Jika seperti ini terus, bukan tidak mungkin menimbulkan celah besar dalam hubungannya dengan Nala. Bagaimanapun caranya, Aska akan memaksa Rima untuk menjelaskan pada Nala bahwa mereka tidak ada hubungan apa-apa. Melihat istrinya berada didekatnya tetapi terasa jauh tak tersentuh membuat benar-benar frustasi, Aska bahkan tak bisa memfokuskan perhatian pada pekerjaannya.
Ia tatap dengan lekat wajah istri yang sedikit kuyu, lingkaran hitam menghiasi kantung mata perempuan itu. Bibirnya sedikit pucat karena memang badan Nala sedikit hangat akibat cuaca yang tak menentu. Binar mata ceria itu meredup, tidak tampak walaupun sedikit. Senyum manis untuknya pun dipaksakannya. Ingin sekali bibir Aska bertanya dan berkata tetapi seperti ada sesuatu yang membungkamnya kuat.
Saat Nala terlihat masuk ke kamarnya, Aska segera mengambil kesempatan untuk menyusulnya. Ia sudah tidak tahan didiamkan atas perbuatan yang tidak ia lakukan. Dengan langkah lebar dan cepat ia sampai di bilik mereka lalu mengunci pintunya. Nala yang baru saja melepas baju atasan tidurnya menoleh ke arah pintu, lalu kembali memusatkan perhatian pada tumpukan baju di depannya, memilih pakaian yang akan ia kenakan.
Tiba-tiba sepasang tangan hangat dan besar merambat dari belakang dan melingkar secara posesif di perut buncitnya menghentikan kegiatannya, tepat saat anaknya bergerak. Aska membelai perut tersebut untuk menenangkan tingkah bayi itu. Menumpukan dagunya di pundak Nala. Tangannya terulur menutup pintu lemari dan menampakkan bayangan mereka berdua di cermin. Tatapan keduanya bertemu dalam cermin di depan mereka. Tidak ada kata, diam dalam keheningan, hanya kicauan burung masuk memecah keheningan dalam kamar mereka.

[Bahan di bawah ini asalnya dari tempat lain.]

use fabric_ids::NodeId;
use rand::RngCore;
use sha2::{Digest, Sha256};

/// Maximum length of an update token the protocol will carry, matching
/// `kMaxUpdateTokenLen`.
pub const MAX_UPDATE_TOKEN_LEN: usize = 32;

/// Generates an update token per spec.md §4.4: `SHA-256(operational_node_id
/// (BE u64) || random32)`. Used when a provider's `QueryImageResponse` omits
/// one, mirroring `GenerateUpdateToken`.
pub fn generate_update_token(node_id: NodeId, rng: &mut impl RngCore) -> [u8; MAX_UPDATE_TOKEN_LEN] {
    let mut random32 = [0u8; 32];
    rng.fill_bytes(&mut random32);

    let mut hasher = Sha256::new();
    hasher.update(node_id.0.to_be_bytes());
    hasher.update(random32);
    hasher.finalize().into()
}
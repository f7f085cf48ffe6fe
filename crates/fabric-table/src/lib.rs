//! The on-device registry of commissioned fabrics: per-fabric operational
//! credentials (root/ICAC/NOC certs, operational keypair), persistence to a
//! [`device_storage::PersistentStorage`] backend, and the CASE destination ID
//! engine used to select which fabric an incoming session belongs to.

mod entry;
mod error;
mod storable;
mod table;

pub use entry::{FABRIC_LABEL_MAX_LEN, FabricEntry};
pub use error::FabricError;
pub use storable::STORABLE_RECORD_LEN;
pub use table::{FabricTable, FabricTableDelegate};
//! End-to-end scenarios against a real [`FabricTable`], backed by an
//! in-memory store and a fake certificate decoder that encodes its
//! fabric/node ids directly in the "certificate" bytes rather than parsing
//! ASN.1. `fabric-certs`'s own unit tests already exercise real DER parsing;
//! what matters here is the table's slot allocation, persistence, and
//! credential cross-check wiring.

use device_storage::{FileStorage, InMemoryStorage};
use fabric_certs::{CertError, CertIdentity, CertificateDecoder, ValidationContext};
use fabric_crypto::{FabricKeypair, SoftwareKeypair};
use fabric_ids::{FabricId, FabricIndex, NodeId, VendorId};
use fabric_table::{FabricEntry, FabricError, FabricTable};
use rand::rngs::OsRng;

/// A fake cert is `tag (1 byte) || fabric_id (LE64) || node_id (LE64) || pubkey (rest)`.
/// `node_id` is `0` for root/ICAC certs, which have no operational node id.
fn make_cert(tag: u8, fabric_id: u64, node_id: u64, pubkey: &[u8]) -> Vec<u8> {
    let mut out = vec![tag];
    out.extend_from_slice(&fabric_id.to_le_bytes());
    out.extend_from_slice(&node_id.to_le_bytes());
    out.extend_from_slice(pubkey);
    out
}

struct FakeDecoder;

impl CertificateDecoder for FakeDecoder {
    fn decode(&self, der: &[u8]) -> Result<CertIdentity, CertError> {
        if der.len() < 17 {
            return Err(CertError::ParseFailure("cert too short".into()));
        }
        let fabric_id = u64::from_le_bytes(der[1..9].try_into().unwrap());
        let node_id = u64::from_le_bytes(der[9..17].try_into().unwrap());
        Ok(CertIdentity {
            subject_public_key: der[17..].to_vec(),
            subject_key_id: None,
            fabric_id: Some(FabricId(fabric_id)),
            node_id: if node_id == 0 { None } else { Some(NodeId(node_id)) },
        })
    }

    fn verify_chain(&self, root: &[u8], icac: Option<&[u8]>, noc: &[u8], _ctx: &ValidationContext) -> Result<CertIdentity, CertError> {
        let root_id = self.decode(root)?;
        let noc_id = self.decode(noc)?;
        let noc_fabric_id = noc_id.fabric_id.ok_or(CertError::MissingOperationalIds)?;
        if noc_id.node_id.is_none() {
            return Err(CertError::MissingOperationalIds);
        }

        if let Some(icac) = icac {
            let icac_id = self.decode(icac)?;
            if icac_id.fabric_id != Some(noc_fabric_id) {
                return Err(CertError::FabricMismatchOnIca);
            }
        }

        if root_id.fabric_id != Some(noc_fabric_id) {
            return Err(CertError::WrongCertDn);
        }

        Ok(noc_id)
    }
}

fn new_table() -> FabricTable {
    FabricTable::new(Box::new(InMemoryStorage::new()), Box::new(FakeDecoder))
}

fn candidate_entry(fabric_id: u64, node_id: u64, icac: Option<u64>) -> FabricEntry {
    let mut entry = FabricEntry::new(FabricIndex::new(1).unwrap());
    let pubkey = vec![0xAB; 65];
    entry.set_root_cert(&make_cert(b'R', fabric_id, 0, &pubkey)).unwrap();
    entry
        .set_intermediate_cert(icac.map(|icac_fabric_id| make_cert(b'I', icac_fabric_id, 0, &pubkey)).as_deref())
        .unwrap();
    entry.set_noc(&make_cert(b'N', fabric_id, node_id, &pubkey)).unwrap();
    entry.set_vendor_id(VendorId(0xFFF1));
    entry.set_label("home").unwrap();
    let keypair = FabricKeypair::Software(SoftwareKeypair::generate(&mut OsRng));
    entry.set_operational_keypair(&keypair).unwrap();
    entry
}

/// S1: a fabric added with a consistent root/ICAC/NOC chain is assigned a
/// slot, persisted, and discoverable by index and by iteration; deleting it
/// frees the storage entry and drops it from the in-memory view.
#[test]
fn add_new_fabric_round_trips_through_storage() {
    let mut table = new_table();
    table.init();

    let candidate = candidate_entry(0x1111_2222_3333_4444, 0x0000_0000_0001_B669, Some(0x1111_2222_3333_4444));
    let ctx = ValidationContext::default();

    let index = table.add_new_fabric(&candidate, &ctx).unwrap();
    assert_eq!(index, FabricIndex::new(1).unwrap());
    assert_eq!(table.fabric_count(), 1);

    {
        let stored = table.find_with_index(index).unwrap();
        assert_eq!(stored.fabric_id(), FabricId(0x1111_2222_3333_4444));
        assert_eq!(stored.node_id(), NodeId(0x0000_0000_0001_B669));
        assert_eq!(stored.label(), "home");
    }
    assert_eq!(table.iter().count(), 1);

    table.delete(index).unwrap();
    assert_eq!(table.fabric_count(), 0);
    assert!(table.find_with_index(index).is_none());
}

/// S2: an ICAC whose fabric id disagrees with the NOC's is rejected before
/// any slot is committed, leaving the table empty and free to retry.
#[test]
fn add_new_fabric_rejects_icac_fabric_mismatch() {
    let mut table = new_table();
    table.init();

    let candidate = candidate_entry(0x1111_2222_3333_4444, 0x0000_0000_0001_B669, Some(0x9999_8888_7777_6666));
    let ctx = ValidationContext::default();

    let err = table.add_new_fabric(&candidate, &ctx).unwrap_err();
    assert!(matches!(err, FabricError::FabricMismatchOnIca));
    assert_eq!(table.fabric_count(), 0);

    // The rejected attempt must not have consumed the slot: a valid retry still lands on index 1.
    let retry = candidate_entry(0x1111_2222_3333_4444, 0x0000_0000_0001_B669, Some(0x1111_2222_3333_4444));
    let index = table.add_new_fabric(&retry, &ctx).unwrap();
    assert_eq!(index, FabricIndex::new(1).unwrap());
}

/// S1 (full): a fabric added on one `FabricTable` survives a process
/// restart. A second table constructed against the same on-disk store and
/// re-initialized finds the same entry at the same index, with the same
/// compressed fabric id (re-derived from the persisted NOC, not itself
/// persisted — see `storable::deserialize`).
#[test]
fn add_new_fabric_survives_reopening_the_table_on_the_same_store() {
    let dir = tempfile::tempdir().unwrap();

    let compressed_id = {
        let mut table = FabricTable::new(Box::new(FileStorage::new(dir.path()).unwrap()), Box::new(FakeDecoder));
        table.init();
        let candidate = candidate_entry(0x0000_0000_0000_0001, 0x0000_0000_0001_B669, None);
        let index = table.add_new_fabric(&candidate, &ValidationContext::default()).unwrap();
        assert_eq!(index, FabricIndex::new(1).unwrap());
        table.find_with_index(index).unwrap().compressed_fabric_id()
    };

    let mut reopened = FabricTable::new(Box::new(FileStorage::new(dir.path()).unwrap()), Box::new(FakeDecoder));
    reopened.init();
    assert_eq!(reopened.fabric_count(), 1);

    let restored = reopened.find_with_index(FabricIndex::new(1).unwrap()).unwrap();
    assert_eq!(restored.fabric_id(), FabricId(0x0000_0000_0000_0001));
    assert_eq!(restored.node_id(), NodeId(0x0000_0000_0001_B669));
    assert_eq!(restored.compressed_fabric_id(), compressed_id);
}

#[test]
fn delete_of_unprovisioned_slot_is_not_found() {
    let mut table = new_table();
    let index = FabricIndex::new(5).unwrap();
    assert!(matches!(table.delete(index), Err(FabricError::NotFound)));
}

/// A slot freed by `delete` must be reusable by a later `add_new_fabric`,
/// not permanently retired just because it was once resident in memory.
#[test]
fn deleted_slot_is_reused_by_a_later_add() {
    let mut table = new_table();
    table.init();

    let first = candidate_entry(0x1111_2222_3333_4444, 0x0000_0000_0001_B669, None);
    let first_index = table.add_new_fabric(&first, &ValidationContext::default()).unwrap();
    assert_eq!(first_index, FabricIndex::new(1).unwrap());

    table.delete(first_index).unwrap();
    assert_eq!(table.fabric_count(), 0);

    let second = candidate_entry(0x5555_6666_7777_8888, 0x0000_0000_0002_AAAA, None);
    let second_index = table.add_new_fabric(&second, &ValidationContext::default()).unwrap();
    assert_eq!(second_index, FabricIndex::new(1).unwrap());
    assert_eq!(table.fabric_count(), 1);
    assert_eq!(table.find_with_index(second_index).unwrap().fabric_id(), FabricId(0x5555_6666_7777_8888));
}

"Bicaralah. Jangan diamkan aku seperti ini. Marah, teriak, pukul atau tampar aku itu lebih baik. " desak pria itu. "Tapi bicaralah dan percayalah padaku. Aku nggak ada apa-apa sama dia."

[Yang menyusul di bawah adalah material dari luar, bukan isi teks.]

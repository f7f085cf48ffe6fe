//! Byte-addressable persistent storage collaborator. The fabric table and
//! OTA requestor never touch a filesystem or flash partition directly; they
//! go through this trait so a host can swap in whatever backing store its
//! platform provides.

use std::collections::HashMap;
use std::fs;
use std::path::{Path, PathBuf};

use thiserror::Error;
use tracing::debug;

#[derive(Debug, Error)]
pub enum StorageError {
    #[error("key not found: {0}")]
    NotFound(String),
    #[error("underlying storage I/O failed: {0}")]
    Io(String),
}

/// Minimal KV interface the fabric table and OTA requestor persist through.
/// Mirrors a platform NVS/KVS abstraction: string keys, opaque byte values.
pub trait PersistentStorage: Send + Sync {
    fn get(&self, key: &str) -> Result<Vec<u8>, StorageError>;
    fn set(&mut self, key: &str, value: &[u8]) -> Result<(), StorageError>;
    fn delete(&mut self, key: &str) -> Result<(), StorageError>;
}

/// In-memory store used by unit tests and by hosts with no persistence
/// requirement at all.
#[derive(Debug, Default)]
pub struct InMemoryStorage {
    entries: HashMap<String, Vec<u8>>,
}

impl InMemoryStorage {
    pub fn new() -> Self {
        Self::default()
    }

    pub fn contains_key(&self, key: &str) -> bool {
        self.entries.contains_key(key)
    }
}

impl PersistentStorage for InMemoryStorage {
    fn get(&self, key: &str) -> Result<Vec<u8>, StorageError> {
        self.entries
            .get(key)
            .cloned()
            .ok_or_else(|| StorageError::NotFound(key.to_string()))
    }

    fn set(&mut self, key: &str, value: &[u8]) -> Result<(), StorageError> {
        self.entries.insert(key.to_string(), value.to_vec());
        Ok(())
    }

    fn delete(&mut self, key: &str) -> Result<(), StorageError> {
        self.entries
            .remove(key)
            .map(|_| ())
            .ok_or_else(|| StorageError::NotFound(key.to_string()))
    }
}

/// One file per key under `root_dir`, named after the key. Good enough for
/// development boards and integration tests that need a real filesystem
/// round trip; a production platform almost certainly has its own flash-
/// backed KVS and would implement `PersistentStorage` directly against it.
#[derive(Debug, Clone)]
pub struct FileStorage {
    root_dir: PathBuf,
}

impl FileStorage {
    pub fn new(root_dir: impl Into<PathBuf>) -> Result<Self, StorageError> {
        let root_dir = root_dir.into();
        fs::create_dir_all(&root_dir).map_err(|e| StorageError::Io(e.to_string()))?;
        Ok(Self { root_dir })
    }

    fn path_for(&self, key: &str) -> PathBuf {
        let safe_name: String = key
            .chars()
            .map(|c| if c.is_ascii_alphanumeric() || c == '-' || c == '_' { c } else { '_' })
            .collect();
        self.root_dir.join(safe_name)
    }

    fn path_exists(path: &Path) -> bool {
        path.exists()
    }
}

impl PersistentStorage for FileStorage {
    fn get(&self, key: &str) -> Result<Vec<u8>, StorageError> {
        let path = self.path_for(key);
        if !Self::path_exists(&path) {
            return Err(StorageError::NotFound(key.to_string()));
        }
        fs::read(&path).map_err(|e| StorageError::Io(e.to_string()))
    }

    fn set(&mut self, key: &str, value: &[u8]) -> Result<(), StorageError> {
        let path = self.path_for(key);
        fs::write(&path, value).map_err(|e| StorageError::Io(e.to_string()))?;
        debug!(key, bytes = value.len(), "wrote storage entry");
        Ok(())
    }

    fn delete(&mut self, key: &str) -> Result<(), StorageError> {
        let path = self.path_for(key);
        if !Self::path_exists(&path) {
            return Err(StorageError::NotFound(key.to_string()));
        }
        fs::remove_file(&path).map_err(|e| StorageError::Io(e.to_string()))
    }
}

Air mata yang ia tahan meluruh mendengar permintaan Aska. Nala tidak marah pada suaminya hanya kecewa. Dirinya tak cukup memiliki kepercayaan pada pria itu untuk tak lagi menyakiti dirinya, walaupun Aska menjanjikan hal tersebut. Tangisan dalam diamnya mampu menjawab ucapan Aska, bahwa lelaki berkaos merah maroon tersebut sangat melukai dirinya. Nala juga tahu bahwa ada ketulusan dan kesungguhan saat lelaki berkulit sedikit gelap itu mengatakan bahwa ia mencintai dirinya. Hanya saja ia perlu untuk kembali meyakinkan dirinya.
Usapan jarinya yang sedikit kasar itu menghapus air mata yang turun di pipi istrinya. Ia melepaskan tautan tangannya di perut Nala, memegang bahu dan memutar perempuan tersebut menghadap Aska. Laki-laki itu berlutut, menegakkan badannya sejajar dengan perut istrinya lalu menempelkan samping wajahnya di sisi perut Nala yang telanjang. Tangan Aska melingkar sampai ke bagian belakang.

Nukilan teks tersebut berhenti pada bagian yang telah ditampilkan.